Californians can go to to find out where their county falls and what activities are allowable in each county.

Data and tools

A wide range of data and analysis guides California’s response to COVID-19. The state is making the data and its analytical tools available to researchers, scientists and the public at

Popular links include:

► The Statewide COVID-19 Dashboard

► The California COVID-19 Assessment Tool (CalCAT)

► State Cases and Deaths Associated with COVID-19 by Age Group

► COVID-19 Race & Ethnicity Data

► COVID-19 Hospital Data and Case Statistics

► View additional datasets at the California Open Data Portal (Including: Testing Data, PPE Logistics Data, Hospital Data, Homeless Impact and more)

Health care workers

As of Nov. 8, local health departments have reported 46,208 confirmed positive cases in health care workers and 209 deaths statewide.

Your actions save lives

Every person has a role to play.
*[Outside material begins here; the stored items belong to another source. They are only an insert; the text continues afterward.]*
use std::fmt;
use std::path::{Path, PathBuf};

use futures_util::stream::{self, StreamExt};
use tracing::debug;

use super::identity::{compute_identity, ContentIdentity};
use super::kind::ContentPolicy;
use crate::core::error::{LauncherError, LauncherResult};

/// Stable key for an artifact within one run: its local path.
#[derive(Debug, Clone, PartialEq, Eq, Hash, PartialOrd, Ord)]
pub struct ArtifactId(PathBuf);

impl ArtifactId {
    pub fn path(&self) -> &Path {
        &self.0
    }
}

impl From<PathBuf> for ArtifactId {
    fn from(path: PathBuf) -> Self {
        Self(path)
    }
}

impl fmt::Display for ArtifactId {
    fn fmt(&self, f: &mut fmt::Formatter<'_>) -> fmt::Result {
        write!(f, "{}", self.0.display())
    }
}

/// An installed file plus the identity computed for it in this run.
///
/// There is no way to change the identity after construction; a new run
/// builds new artifacts.
#[derive(Debug, Clone, PartialEq, Eq)]
pub struct ContentArtifact {
    id: ArtifactId,
    identity: ContentIdentity,
}

impl ContentArtifact {
    pub fn new(local_path: impl Into<PathBuf>, identity: ContentIdentity) -> Self {
        Self {
            id: ArtifactId(local_path.into()),
            identity,
        }
    }

    pub fn id(&self) -> &ArtifactId {
        &self.id
    }

    pub fn local_path(&self) -> &Path {
        self.id.path()
    }

    pub fn identity(&self) -> &ContentIdentity {
        &self.identity
    }

    pub fn file_name(&self) -> String {
        self.local_path()
            .file_name()
            .map(|n| n.to_string_lossy().to_string())
            .unwrap_or_default()
    }
}

/// Files in `dir` that the policy covers, sorted by path.
///
/// Hidden files (which includes our own in-flight downloads) and leftovers
/// with a `.part`/`.tmp`/`.bak` extension are skipped.
pub async fn scan_content_dir(dir: &Path, policy: &ContentPolicy) -> LauncherResult<Vec<PathBuf>> {
    let mut entries = match tokio::fs::read_dir(dir).await {
        Ok(entries) => entries,
        Err(e) if e.kind() == std::io::ErrorKind::NotFound => return Ok(Vec::new()),
        Err(e) => return Err(LauncherError::from_io(dir, e)),
    };

    let mut files = Vec::new();
    while let Some(entry) = entries
        .next_entry()
        .await
        .map_err(|e| LauncherError::from_io(dir, e))?
    {
        let file_type = entry
            .file_type()
            .await
            .map_err(|e| LauncherError::from_io(entry.path(), e))?;
        if !file_type.is_file() {
            continue;
        }

        let path = entry.path();
        let name = entry.file_name().to_string_lossy().to_string();
        if name.starts_with('.') {
            continue;
        }
        let Some(ext) = path.extension().and_then(|e| e.to_str()) else {
            continue;
        };
        if matches!(ext, "part" | "tmp" | "bak") || !policy.accepts_extension(ext) {
            continue;
        }
        files.push(path);
    }

    files.sort();
    debug!("Scanned {:?}: {} candidate files", dir, files.len());
    Ok(files)
}

/// Compute identities concurrently, keeping input order.
pub async fn identify_all(
    paths: Vec<PathBuf>,
    parallelism: usize,
) -> Vec<(PathBuf, LauncherResult<ContentArtifact>)> {
    stream::iter(paths)
        .map(|path| async move {
            let result = compute_identity(&path)
                .await
                .map(|identity| ContentArtifact::new(path.clone(), identity));
            (path, result)
        })
        .buffered(parallelism.max(1))
        .collect()
        .await
}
Protecting yourself and your family comes down to common sense:

► Staying home except for essential needs/activities following local and state public health guidelines when patronizing approved businesses. To the extent that such sectors are re-opened, Californians may leave their homes to work at, patronize, or otherwise engage with those businesses, establishments or activities.

► Practicing social distancing.

► Wearing a cloth face mask when out in public.
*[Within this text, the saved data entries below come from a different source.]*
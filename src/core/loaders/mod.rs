pub mod compatibility;
pub mod kind;
pub mod resolver;
pub mod selector;
pub mod source;
pub mod versions;

mod fabric;
mod forge;
mod liteloader;
mod optifine;

pub use compatibility::{compatibility, is_offerable, offerable_loaders, Compatibility};
pub use kind::LoaderKind;
pub use resolver::{resolve, InstallPlan, LoaderChoice, LoaderSelection};
pub use selector::{ItemState, LoaderSelector, ModLoaderItem, SelectOutcome};
pub use source::{HttpVersionSource, LoaderEndpoints, VersionSource};
pub use versions::VersionLoaderCache;
use std::str::FromStr;

use serde::{Deserialize, Serialize};

use crate::core::error::LauncherError;

/// Every loader or addon the version-selection screen can offer.
#[derive(Debug, Clone, Copy, Serialize, Deserialize, PartialEq, Eq, Hash, PartialOrd, Ord)]
#[serde(rename_all = "lowercase")]
pub enum LoaderKind {
    Forge,
    Fabric,
    NeoForge,
    Quilt,
    Cleanroom,
    LegacyFabric,
    OptiFine,
    LiteLoader,
}

impl LoaderKind {
    pub const ALL: [LoaderKind; 8] = [
        LoaderKind::Forge,
        LoaderKind::Fabric,
        LoaderKind::NeoForge,
        LoaderKind::Quilt,
        LoaderKind::Cleanroom,
        LoaderKind::LegacyFabric,
        LoaderKind::OptiFine,
        LoaderKind::LiteLoader,
    ];

    /// Primary loaders are mutually exclusive; at most one per instance.
    pub fn is_primary(self) -> bool {
        !self.is_addon()
    }

    /// OptiFine and LiteLoader layer on Forge or install standalone.
    pub fn is_addon(self) -> bool {
        matches!(self, LoaderKind::OptiFine | LoaderKind::LiteLoader)
    }

    /// Position among addons when several share one plan.
    pub(crate) fn addon_priority(self) -> u8 {
        match self {
            LoaderKind::OptiFine => 0,
            LoaderKind::LiteLoader => 1,
            _ => u8::MAX,
        }
    }

    /// Lowercase identifier used by registries and version ids.
    pub fn id(self) -> &'static str {
        match self {
            LoaderKind::Forge => "forge",
            LoaderKind::Fabric => "fabric",
            LoaderKind::NeoForge => "neoforge",
            LoaderKind::Quilt => "quilt",
            LoaderKind::Cleanroom => "cleanroom",
            LoaderKind::LegacyFabric => "legacyfabric",
            LoaderKind::OptiFine => "optifine",
            LoaderKind::LiteLoader => "liteloader",
        }
    }

    /// Loader tag content registries use for mods built against this kind.
    /// Cleanroom runs Forge mods.
    pub fn registry_loader(self) -> &'static str {
        match self {
            LoaderKind::Cleanroom => "forge",
            LoaderKind::LegacyFabric => "legacy-fabric",
            other => other.id(),
        }
    }
}

impl std::fmt::Display for LoaderKind {
    fn fmt(&self, f: &mut std::fmt::Formatter<'_>) -> std::fmt::Result {
        match self {
            LoaderKind::Forge => write!(f, "Forge"),
            LoaderKind::Fabric => write!(f, "Fabric"),
            LoaderKind::NeoForge => write!(f, "NeoForge"),
            LoaderKind::Quilt => write!(f, "Quilt"),
            LoaderKind::Cleanroom => write!(f, "Cleanroom"),
            LoaderKind::LegacyFabric => write!(f, "LegacyFabric"),
            LoaderKind::OptiFine => write!(f, "OptiFine"),
            LoaderKind::LiteLoader => write!(f, "LiteLoader"),
        }
    }
}

impl FromStr for LoaderKind {
    type Err = LauncherError;

    fn from_str(s: &str) -> Result<Self, Self::Err> {
        let normalized = s.trim().to_ascii_lowercase().replace(['-', '_', ' '], "");
        LoaderKind::ALL
            .into_iter()
            .find(|kind| kind.id() == normalized)
            .ok_or_else(|| LauncherError::Other(format!("Unknown loader kind: {s}")))
    }
}

#[cfg(test)]
mod tests {
    use super::*;

    #[test]
    fn parses_ui_and_registry_spellings() {
        assert_eq!("liteloader".parse::<LoaderKind>().unwrap(), LoaderKind::LiteLoader);
        assert_eq!("Legacy-Fabric".parse::<LoaderKind>().unwrap(), LoaderKind::LegacyFabric);
        assert_eq!("OptiFine".parse::<LoaderKind>().unwrap(), LoaderKind::OptiFine);
        assert!("rift".parse::<LoaderKind>().is_err());
    }

    #[test]
    fn only_optifine_and_liteloader_are_addons() {
        let addons: Vec<_> = LoaderKind::ALL.into_iter().filter(|k| k.is_addon()).collect();
        assert_eq!(addons, vec![LoaderKind::OptiFine, LoaderKind::LiteLoader]);
    }

    #[test]
    fn registry_loader_tags() {
        assert_eq!(LoaderKind::Cleanroom.registry_loader(), "forge");
        assert_eq!(LoaderKind::LegacyFabric.registry_loader(), "legacy-fabric");
        assert_eq!(LoaderKind::Quilt.registry_loader(), "quilt");
    }

    #[test]
    fn serde_uses_lowercase_ids() {
        let json = serde_json::to_string(&LoaderKind::NeoForge).unwrap();
        assert_eq!(json, "\"neoforge\"");
    }
}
► Washing hands with soap and water for a minimum of 20 seconds.

► Avoiding touching eyes, nose or mouth with unwashed hands.

► Covering a cough or sneeze with your sleeve, or disposable tissue. Wash your hands afterward.

► Avoiding close contact with people who are sick.

► Staying away from work, school or other people if you become sick with respiratory symptoms like fever and cough.

► Answer the call if a contact tracer from the California COVID Team or your local health department tries to connect. Contact tracers will connect you to free, confidential testing and other resources, if needed.

► Following guidance from public health officials.